When I pressed him on why he thought that way, he said that it was because I never watched sports on TV or that I don’t play on a team sport. In his 8-year-old world (and especially because we live right next to UNC, which is a huge force in sports), you’re an athlete if you play basketball, football, lacrosse, or soccer. Lifting weights, running, or anything else didn’t seem to count.

I reminded him that I’ve played a lot of sports and have been on a lot of sports teams: ski team, volleyball, gymnastics, rugby, and even track for one season. But since that was way before he was alive, it’s easy for him to think I’m not “sporty.”

So if you don’t play on a team, can you still be called an athlete? I say, unequivocally, YES.

His comment took me aback because I get almost as much out of playing team sports as I do with my current fitness endeavors, which lately include lifting, running, and taking Pilates and Barre classes. While they’re certainly different than playing for a team—and I really do miss the team thing—running, lifting, and classes have done so much for me. Most importantly, they’ve helped me rediscover my confidence.

The best thing about individual athletic endeavors is this: what you put in to it is what you get out of it.

If you stick to your training schedule, you will finish a full marathon.

If you consistently lift and keep progressing your weights, you will get stronger.

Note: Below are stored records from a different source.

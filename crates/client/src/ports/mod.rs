//! Ports - the boundaries between the application layer and the outside world.

pub mod outbound;
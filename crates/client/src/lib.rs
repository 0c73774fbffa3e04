//! Coursemart client library.
//!
//! Client-side state for the course marketplace: cart, wishlist and friend
//! requests kept in step with a headless CMS through optimistic updates.
//!
//! ## Structure
//!
//! - `application/` - the optimistic protocol, feature services and the session
//! - `ports/` - contracts for the CMS, the clock and session events
//! - `infrastructure/` - clock, in-memory CMS and the in-process event bus
//! - `config` - client configuration

pub mod application;
pub mod config;
pub mod infrastructure;
pub mod ports;

/// End-to-end scenarios against the in-memory CMS.
#[cfg(test)]
mod scenario_tests;

pub use application::{MutationError, Session};
pub use config::ClientConfig;
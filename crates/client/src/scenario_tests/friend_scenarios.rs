//! Friend request flows seen from the requests page and the friends sidebar.

use std::sync::Arc;

use coursemart_domain::{CollectionKind, EntityRef, FriendRequest};

use super::*;
use crate::ports::outbound::{CmsError, NoticeLevel, ParseRecord};
use crate::MutationError;

#[tokio::test]
async fn accepting_moves_request_into_every_friends_list() {
    let cms = Arc::new(catalog_cms());
    cms.seed_incoming_request(&EntityRef::server(12)).await.unwrap();

    let session = session_over(Arc::clone(&cms));
    let page = session.friend_requests();
    let sidebar = session.friend_requests();
    page.load(&owner()).await.unwrap();
    sidebar.load(&owner()).await.unwrap();
    assert_eq!(sidebar.incoming_count(), 1);

    page.accept(&EntityRef::server(12)).await.unwrap();

    assert_eq!(page.incoming_count(), 0);
    assert_eq!(page.friend_count(), 1);
    assert_eq!(sidebar.incoming_count(), 0);
    assert_eq!(sidebar.friend_count(), 1);

    let stored: Vec<FriendRequest> = cms
        .records(CollectionKind::FriendRequest)
        .await
        .parse()
        .unwrap();
    assert!(stored[0].is_accepted());
}

#[tokio::test]
async fn rejected_request_disappears_everywhere() {
    let cms = Arc::new(catalog_cms());
    cms.seed_incoming_request(&EntityRef::server(13)).await.unwrap();

    let session = session_over(Arc::clone(&cms));
    let page = session.friend_requests();
    let sidebar = session.friend_requests();
    page.load(&owner()).await.unwrap();
    sidebar.load(&owner()).await.unwrap();

    page.reject(&EntityRef::document("user-13")).await.unwrap();

    assert!(page.requests().is_empty());
    assert!(sidebar.requests().is_empty());
    assert_eq!(sidebar.friend_count(), 0);
}

#[tokio::test]
async fn rejected_user_can_be_asked_again_after_reload() {
    let cms = Arc::new(catalog_cms());
    cms.seed_incoming_request(&EntityRef::server(13)).await.unwrap();

    let first = session_over(Arc::clone(&cms)).friend_requests();
    first.load(&owner()).await.unwrap();
    first.reject(&EntityRef::server(13)).await.unwrap();

    let later = session_over(Arc::clone(&cms)).friend_requests();
    assert!(later.load(&owner()).await.unwrap().is_empty());

    later.send(&user(13)).await.unwrap();

    assert_eq!(later.outgoing_count(), 1);
    assert_eq!(later.incoming_count(), 0);
    let again = session_over(Arc::clone(&cms)).friend_requests();
    again.load(&owner()).await.unwrap();
    assert_eq!(again.outgoing_count(), 1);
}

#[tokio::test]
async fn failed_accept_restores_pending_request() {
    let cms = Arc::new(catalog_cms());
    cms.seed_incoming_request(&EntityRef::server(12)).await.unwrap();

    let session = session_over(Arc::clone(&cms));
    let notices = NoticeLog::attach(&session);
    let page = session.friend_requests();
    let sidebar = session.friend_requests();
    page.load(&owner()).await.unwrap();
    sidebar.load(&owner()).await.unwrap();
    let before = page.requests();

    cms.fail_next(
        CollectionKind::FriendRequest,
        CmsError::server("Request has expired"),
    )
    .await;
    let err = page.accept(&EntityRef::server(12)).await.unwrap_err();

    assert!(matches!(err, MutationError::Remote(_)));
    assert_eq!(page.requests(), before);
    assert_eq!(sidebar.incoming_count(), 1);
    assert_eq!(sidebar.friend_count(), 0);
    assert_eq!(notices.at(NoticeLevel::Error)[0].message, "Request has expired");
}

#[tokio::test]
async fn sent_request_can_be_cancelled_from_another_view() {
    let cms = Arc::new(catalog_cms());
    let session = session_over(Arc::clone(&cms));
    let profile = session.friend_requests();
    let page = session.friend_requests();

    profile.send(&user(12)).await.unwrap();
    assert_eq!(page.outgoing_count(), 1);

    page.cancel(&EntityRef::server(12)).await.unwrap();

    assert_eq!(profile.outgoing_count(), 0);
    assert!(cms.records(CollectionKind::FriendRequest).await.is_empty());
}

#[tokio::test]
async fn duplicate_request_is_refused_locally() {
    let cms = Arc::new(catalog_cms());
    cms.seed_incoming_request(&EntityRef::server(12)).await.unwrap();

    let session = session_over(Arc::clone(&cms));
    let notices = NoticeLog::attach(&session);
    let page = session.friend_requests();
    page.load(&owner()).await.unwrap();
    let calls = cms.call_count();

    let err = page.send(&user(12)).await.unwrap_err();

    assert!(matches!(err, MutationError::Validation(_)));
    assert_eq!(cms.call_count(), calls);
    assert_eq!(notices.at(NoticeLevel::Warning).len(), 1);
}
//! Pending mutation registry - at most one in-flight change per target.
//!
//! One registry is shared by every view of a session, so two views showing
//! the same collection cannot both start a change for the same course or user.

use std::collections::HashMap;
use std::fmt;
use std::sync::{Arc, Mutex};
use std::time::{Duration, Instant};

use coursemart_domain::{CollectionKind, EntityRef, TargetKey};

use crate::application::error::MutationError;
use crate::infrastructure::sync::lock;

/// What an in-flight change does to its target
#[derive(Debug, Clone, Copy, PartialEq, Eq, Hash)]
pub enum MutationKind {
    Add,
    Remove,
    Replace,
}

impl fmt::Display for MutationKind {
    fn fmt(&self, f: &mut fmt::Formatter<'_>) -> fmt::Result {
        let s = match self {
            MutationKind::Add => "add",
            MutationKind::Remove => "remove",
            MutationKind::Replace => "replace",
        };
        f.write_str(s)
    }
}

#[derive(Debug, Clone)]
pub struct PendingEntry {
    pub target: EntityRef,
    pub operation: MutationKind,
    pub started_at: Instant,
    generation: u64,
}

type PendingKey = (CollectionKind, TargetKey);

#[derive(Default)]
struct Registry {
    entries: HashMap<PendingKey, PendingEntry>,
    next_generation: u64,
}

impl Registry {
    fn find(&self, kind: CollectionKind, target: &EntityRef) -> Option<(&PendingKey, &PendingEntry)> {
        self.entries
            .iter()
            .find(|((k, _), entry)| *k == kind && entry.target.matches(target))
    }
}

/// Session-wide map of in-flight changes keyed by (collection kind, target)
#[derive(Clone, Default)]
pub struct PendingMutations {
    registry: Arc<Mutex<Registry>>,
}

impl PendingMutations {
    pub fn new() -> Self {
        Self::default()
    }

    /// Mark `target` as having a change in flight.
    ///
    /// Check and insert happen under one lock, so of two racing callers
    /// exactly one gets the guard. The marker lives until the guard drops.
    pub fn try_begin(
        &self,
        kind: CollectionKind,
        target: &EntityRef,
        operation: MutationKind,
    ) -> Result<PendingGuard, MutationError> {
        let key = target
            .key()
            .ok_or_else(|| MutationError::validation(format!("{} target has no identifier", kind)))?;

        let mut registry = lock(&self.registry);
        if let Some((_, entry)) = registry.find(kind, target) {
            return Err(MutationError::AlreadyInFlight {
                kind,
                target: entry.target.clone(),
            });
        }

        registry.next_generation += 1;
        let generation = registry.next_generation;
        registry.entries.insert(
            (kind, key.clone()),
            PendingEntry {
                target: target.clone(),
                operation,
                started_at: Instant::now(),
                generation,
            },
        );

        Ok(PendingGuard {
            registry: self.clone(),
            key: (kind, key),
            generation,
        })
    }

    pub fn is_pending(&self, kind: CollectionKind, target: &EntityRef) -> bool {
        lock(&self.registry).find(kind, target).is_some()
    }

    pub fn get(&self, kind: CollectionKind, target: &EntityRef) -> Option<PendingEntry> {
        lock(&self.registry)
            .find(kind, target)
            .map(|(_, entry)| entry.clone())
    }

    /// Drop markers for `target` that have been held longer than `max_age`.
    ///
    /// A marker older than the round-trip timeout belongs to a change that
    /// can no longer settle normally. Returns true if anything was released.
    pub fn release_if_stale(
        &self,
        kind: CollectionKind,
        target: &EntityRef,
        max_age: Duration,
    ) -> bool {
        let mut registry = lock(&self.registry);
        let before = registry.entries.len();
        registry.entries.retain(|(k, _), entry| {
            let stale = *k == kind
                && entry.target.matches(target)
                && entry.started_at.elapsed() >= max_age;
            if stale {
                tracing::debug!(
                    kind = %kind,
                    target = %entry.target,
                    operation = %entry.operation,
                    "Releasing stale pending marker"
                );
            }
            !stale
        });
        registry.entries.len() != before
    }

    pub fn len(&self) -> usize {
        lock(&self.registry).entries.len()
    }

    pub fn is_empty(&self) -> bool {
        self.len() == 0
    }

    fn release(&self, key: &PendingKey, generation: u64) {
        let mut registry = lock(&self.registry);
        let owned = registry
            .entries
            .get(key)
            .is_some_and(|entry| entry.generation == generation);
        if owned {
            registry.entries.remove(key);
        }
    }
}

/// Holds a pending marker; dropping it clears the marker.
///
/// A marker that was released as stale and then re-taken by a newer change
/// belongs to that change, so an old guard leaves it alone.
pub struct PendingGuard {
    registry: PendingMutations,
    key: PendingKey,
    generation: u64,
}

impl fmt::Debug for PendingGuard {
    fn fmt(&self, f: &mut fmt::Formatter<'_>) -> fmt::Result {
        f.debug_struct("PendingGuard")
            .field("kind", &self.key.0)
            .field("key", &self.key.1)
            .field("generation", &self.generation)
            .finish()
    }
}

impl Drop for PendingGuard {
    fn drop(&mut self) {
        self.registry.release(&self.key, self.generation);
    }
}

If you keep doing speed work, you will get faster.

If you keep taking Pilates and Barre classes, your posture will improve, you will be stronger, and your joints will be happier.

Put in the work and you will be rewarded.

There are few things better than finishing something that you trained for during a long hot summer, or over a long dark winter. Or through months of continuing to add 2.5 or 5lb plates to each lift.

Mile by mile, plate by plate, you get there.

My current goal is to deadlift and squat my bodyweight. I’m close, but not there yet. I think fear is holding me back a little, and I just need to get past it. Because I know when I hit it, I’ll look at myself in the mirror at the gym and think, “HOLY CRAP. I JUST DID THAT. AND IT WAS AWESOME.” And nobody can take that accomplishment away from you.

There are a lot of things you can’t control in this world. But barring major injuries or illnesses, fitness isn’t one of them. It’s there for the taking, for whatever your goal may be. If you tell me, “Rachel, I’m not an athlete. I can’t run. Lifting’s not for me.” I will tell you this: you can do all those things if you really want to.

So I say go for it.  Run that first 5k. Do that first deadlift. Take that first Barre class.

And stick with it, even when you really don’t want to go. It make take a month or so to really start seeing results depending on your current state and goals, but the results will come.

And when they do, you will feel like you’re on top of the world. And it’s hard to beat that feeling.